Face aux échéances -le CSA a fixé 1er octobre prochain comme date butoir pour la remise des dossiers de candidatures à la radio numérique terrestre (RNT)-, un collectif de Radios Libres en Lutte s’est monté et invite les radios associatives, les animateurs et les auditeurs de ces radios à signer la pétition "Les radios libres au crible du numérique" et à se mobiliser le 6 septembre prochain pour faire entendre leurs voix lors d’une réunion publique d’information qui se tiendra dans les locaux de la station parisienne Aligre FM. Cette rencontre sera l’occasion pour la coordination de faire le point et de proposer des "actions à réaliser courant septembre".
Les Radios Libres en Lutte expriment en effet leurs inquiétudes : "Il y a plus de 25 ans, le mouvement des radios libres faisait tomber le monopole d’Etat sur la radiodiffusion et ouvrait la bande FM aux multiples expressions sociales, culturelles, politiques et musicales - aujourd’hui, le Conseil Supérieur de l’Audiovisuel lance la radio numérique terrestre dans des conditions qui mettent en péril les actrices et continuatrices de ce mouvement, les radios associatives non commerciales, dites de catégorie A. Le remplacement de la diffusion en FM par celle en numérique est présenté comme une évolution strictement technique, permettant de diffuser davantage de stations et d’associer au son des données supplémentaires (nom de l’émission et des invités, publicités, pochettes d’albums, météo…). Nous y voyons une mise en danger des radios associatives non commerciales, une volonté d’uniformisation du paysage radiophonique et la consécration d’une conception technocratique de l’audiovisuel. La « diversité » numérique s’annonce davantage comme la multiplication de programmes clonés que comme une ouverture aux alternatives, aux minorités et aux expérimentations." Ces radios dénoncent ainsi les logiques de colonisation, de rentabilité, de contrainte, de verrouillage et de consommation qui accompagnent la mise en place de la RNT.

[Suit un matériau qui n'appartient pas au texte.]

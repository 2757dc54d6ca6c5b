// tests/integration/end_to_end.rs

//! Real filesystem + real processes, Unix only.

#![cfg(unix)]

use std::fs;
use std::path::Path;
use std::sync::Arc;

use filetime::{FileTime, set_file_mtime};
use tempfile::tempdir;
use tokio::sync::mpsc;

use watchsup::engine::{Supervisor, SupervisorEvent, SupervisorOptions};
use watchsup::exec::CommandBackend;
use watchsup::fs::RealFileSystem;
use watchsup::types::LaunchStrategy;
use watchsup::watch::ChangeDetector;
use watchsup_test_utils::builders::ConfigFileBuilder;
use watchsup_test_utils::{init_tracing, wait_until, with_timeout};

fn start_count(log: &Path) -> usize {
    fs::read_to_string(log)
        .map(|s| s.lines().count())
        .unwrap_or(0)
}

#[tokio::test]
async fn touching_a_source_file_restarts_the_program() {
    init_tracing();

    let dir = tempdir().unwrap();
    let root = dir.path().canonicalize().unwrap();
    let source = root.join("main.go");
    fs::write(&source, "package main\n").unwrap();
    set_file_mtime(&source, FileTime::from_unix_time(1_000, 0)).unwrap();

    let cfg = ConfigFileBuilder::new("main")
        .root(&root)
        .interval("20ms")
        .strategy(LaunchStrategy::Run)
        .run_cmd("echo started >> starts.log; exec sleep 30")
        .grace_period("1s")
        .build();

    let detector = ChangeDetector::new(Arc::new(RealFileSystem), cfg.watch.suffix.clone());
    let backend = CommandBackend::new(cfg.program.clone(), root.clone());
    let (tx, rx) = mpsc::channel(4);
    let options = SupervisorOptions {
        root: root.clone(),
        interval: cfg.watch.interval,
    };
    let handle = tokio::spawn(Supervisor::new(detector, backend, options, rx).run());

    let log = root.join("starts.log");
    wait_until(|| start_count(&log) == 1).await;

    set_file_mtime(&source, FileTime::from_unix_time(2_000, 0)).unwrap();
    wait_until(|| start_count(&log) == 2).await;

    tx.send(SupervisorEvent::ShutdownRequested).await.unwrap();
    with_timeout(handle).await.unwrap().unwrap();
    assert_eq!(start_count(&log), 2);
}

#[tokio::test]
async fn bad_executable_does_not_stop_the_loop() {
    init_tracing();

    let dir = tempdir().unwrap();
    let root = dir.path().canonicalize().unwrap();
    let source = root.join("main.go");
    fs::write(&source, "package main\n").unwrap();
    set_file_mtime(&source, FileTime::from_unix_time(1_000, 0)).unwrap();

    // First launch: build succeeds but the executable does not exist.
    // The build writes it on the second attempt.
    let cfg = ConfigFileBuilder::new("app")
        .root(&root)
        .interval("20ms")
        .build_cmd(
            "if [ -f attempted ]; then printf '#!/bin/sh\\necho ok >> ran.log\\nexec sleep 30\\n' > app && chmod +x app; else touch attempted; fi",
        )
        .executable("./app")
        .grace_period("1s")
        .build();

    let detector = ChangeDetector::new(Arc::new(RealFileSystem), cfg.watch.suffix.clone());
    let backend = CommandBackend::new(cfg.program.clone(), root.clone());
    let (tx, rx) = mpsc::channel(4);
    let options = SupervisorOptions {
        root: root.clone(),
        interval: cfg.watch.interval,
    };
    let handle = tokio::spawn(Supervisor::new(detector, backend, options, rx).run());

    wait_until(|| root.join("attempted").exists()).await;
    tokio::time::sleep(std::time::Duration::from_millis(60)).await;
    assert!(!handle.is_finished());

    set_file_mtime(&source, FileTime::from_unix_time(2_000, 0)).unwrap();
    let ran = root.join("ran.log");
    wait_until(|| start_count(&ran) == 1).await;

    tx.send(SupervisorEvent::ShutdownRequested).await.unwrap();
    with_timeout(handle).await.unwrap().unwrap();
}
// src/config/loader.rs

use std::fs;
use std::path::{Path, PathBuf};

use tracing::debug;

use crate::config::model::{ConfigFile, RawConfigFile};
use crate::errors::{Result, SupervisorError};

/// Load a configuration file from a given path and return the raw `RawConfigFile`.
///
/// This only performs TOML deserialization; it does **not** validate or
/// apply defaults. A relative `[watch].root` is resolved against the
/// directory containing the file.
pub fn load_from_path(path: impl AsRef<Path>) -> Result<RawConfigFile> {
    let path = path.as_ref();
    let contents = fs::read_to_string(path)?;

    let mut config: RawConfigFile = toml::from_str(&contents)?;

    if let Some(root) = config.watch.root.take() {
        config.watch.root = Some(resolve_relative_to(path, root));
    }

    Ok(config)
}

/// Load a configuration file from path and validate it.
pub fn load_and_validate(path: impl AsRef<Path>) -> Result<ConfigFile> {
    let raw_config = load_from_path(&path)?;
    ConfigFile::try_from(raw_config)
}

/// Resolve the effective configuration.
///
/// - `path = Some(p)`: `p` must exist and parse.
/// - `path = None`: [`default_config_path`] is used if it exists; otherwise
///   only built-in defaults apply.
///
/// `overrides` (usually assembled from CLI flags) take precedence over the
/// file before validation runs.
pub fn load_with_overrides(path: Option<&Path>, overrides: RawConfigFile) -> Result<ConfigFile> {
    let base = match path {
        Some(p) => load_from_path(p).map_err(|e| match e {
            SupervisorError::IoError(io) => {
                SupervisorError::ConfigError(format!("cannot read config file {:?}: {io}", p))
            }
            other => other,
        })?,
        None => {
            let default = default_config_path();
            if default.is_file() {
                debug!(path = ?default, "using default config file");
                load_from_path(&default)?
            } else {
                debug!("no config file found; using built-in defaults");
                RawConfigFile::default()
            }
        }
    };

    ConfigFile::try_from(base.overlay(overrides))
}

/// Default config path: `Watchsup.toml` in the current working directory.
pub fn default_config_path() -> PathBuf {
    PathBuf::from("Watchsup.toml")
}

fn resolve_relative_to(config_path: &Path, root: PathBuf) -> PathBuf {
    if root.is_absolute() {
        return root;
    }
    match config_path.parent() {
        Some(parent) if !parent.as_os_str().is_empty() => parent.join(root),
        _ => root,
    }
}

Elles s’inquiètent également du financement de la diffusion numérique par les radios associatives puisque le FSER, une des principales sources de financement des radios associatives, va voir ses moyens largement diminués avec l’arrêt annoncé de la publicité sur la télévision publique. "A ce jour, non seulement aucune compensation du FSER n’est décidée pour qu’il puisse maintenir ses subventions, mais aucun financement spécifique n’est effectif pour le passage au numérique." La coordination souhaite notamment que les pouvoirs publics garantissent la place réservée aux radios associatives au sein de la RNT par la mise en place de subventions d’équipement.